Wednesday, February 13, 2013
1976 Topps - Gaylord Perry.
After coming to Texas in a mid-season trade in 1975, Perry performed well. In 1976 the Rangers were hoping he could keep it up and perhaps give some pointers to some of the younger pitchers on the staff. At 37 years of age Perry was almost the oldest pitcher on the team. Only 39-year-old Joe Hoerner was older.
I'm not sure how many pointers Perry handed out but he was able to keep the success going. Gaylord started a team best 32 games and pitched 250.1 innings - another team high. He posted a respectable 3.24 ERA and a 1.134 WHIP. He also struck out 143 batters. That was a dip from previous seasons but it did get him past Bob Feller and Warren Spahn on the all-time strikeout list. Not too shabby company there. Due in part to a poor supporting cast, those numbers translated into only a 15-14 record.

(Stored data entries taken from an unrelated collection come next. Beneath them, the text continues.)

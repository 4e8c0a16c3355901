//! State export/import for backups and restarts.
//!
//! A snapshot holds everything the game needs to resume: the game state and
//! every player record, keyed the same way as in memory.

use super::AppState;
use crate::guess::sanitize_name;
use crate::questions;
use crate::scoring::calculate_total_score;
use crate::store::{StoreError, StoreResult};
use crate::types::*;
use serde::{Deserialize, Serialize};
use std::collections::HashMap;

/// Schema version for export format compatibility
pub const EXPORT_SCHEMA_VERSION: u32 = 1;

/// A serializable snapshot of the entire game state.
///
/// Broadcast channels and config are runtime-only and not included.
#[derive(Debug, Clone, Serialize, Deserialize)]
pub struct GameSnapshot {
    /// Schema version for forward compatibility
    pub schema_version: u32,
    /// Export timestamp (ISO8601)
    pub exported_at: String,
    pub game: GameState,
    /// Player records keyed by sanitized name
    #[serde(default)]
    pub submissions: HashMap<PlayerKey, PlayerRecord>,
}

impl GameSnapshot {
    pub fn new(game: GameState, submissions: HashMap<PlayerKey, PlayerRecord>) -> Self {
        Self {
            schema_version: EXPORT_SCHEMA_VERSION,
            exported_at: chrono::Utc::now().to_rfc3339(),
            game,
            submissions,
        }
    }

    /// Validate the snapshot before import
    pub fn validate(&self) -> Result<(), String> {
        if self.schema_version > EXPORT_SCHEMA_VERSION {
            return Err(format!(
                "Export schema version {} is newer than supported version {}. \
                 Please update the server.",
                self.schema_version, EXPORT_SCHEMA_VERSION
            ));
        }

        if self.game.current_question > FINISHED_QUESTION {
            return Err(format!(
                "Current question {} is out of range",
                self.game.current_question
            ));
        }

        for (key, record) in &self.submissions {
            if *key != sanitize_name(&record.name) {
                return Err(format!(
                    "Record '{}' is stored under mismatched key '{}'",
                    record.name, key
                ));
            }
            if let Some(id) = record
                .answers
                .keys()
                .find(|id| questions::get(**id).is_none())
            {
                return Err(format!(
                    "Record '{}' answers unknown question {}",
                    record.name, id
                ));
            }
            let expected = calculate_total_score(&record.answers);
            if record.total_score != expected {
                return Err(format!(
                    "Record '{}' has total score {} but its answers add up to {}",
                    record.name, record.total_score, expected
                ));
            }
        }

        Ok(())
    }
}

impl AppState {
    /// Take a consistent snapshot of the whole state
    pub async fn export_state(&self) -> GameSnapshot {
        let game = self.game.read().await;
        let submissions = self.submissions.read().await;
        GameSnapshot::new(game.clone(), submissions.clone())
    }

    /// Replace all current state with a snapshot and notify every client
    pub async fn import_state(&self, snapshot: GameSnapshot) -> StoreResult<()> {
        snapshot.validate().map_err(StoreError::Invalid)?;

        let mut game = self.game.write().await;
        let mut submissions = self.submissions.write().await;

        // Keep versions moving forward so clients never see an older one
        let version = game.version.max(snapshot.game.version) + 1;
        *game = snapshot.game;
        game.version = version;
        *submissions = snapshot.submissions;

        let game_snapshot = game.clone();
        let players = submissions.len();
        drop(submissions);
        drop(game);

        tracing::info!(
            "Imported snapshot: question {}, {} players",
            game_snapshot.current_question,
            players
        );
        self.bump_revision();
        self.broadcast_game_state(&game_snapshot);
        self.broadcast_host_status().await;
        Ok(())
    }
}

Apparently the old man still had it. Whether by talent or guile, he still knew how to win. Catcher Jim Sundberg was suspicious as to how much of Perry's success was talent and how much was guile. Rumors of Gaylord doctoring the ball flew hot and heavy every time he toed the rubber. Sundberg decided to keep an eye on him. Perhaps in 1977 he could determine if Perry did indeed doctor the ball.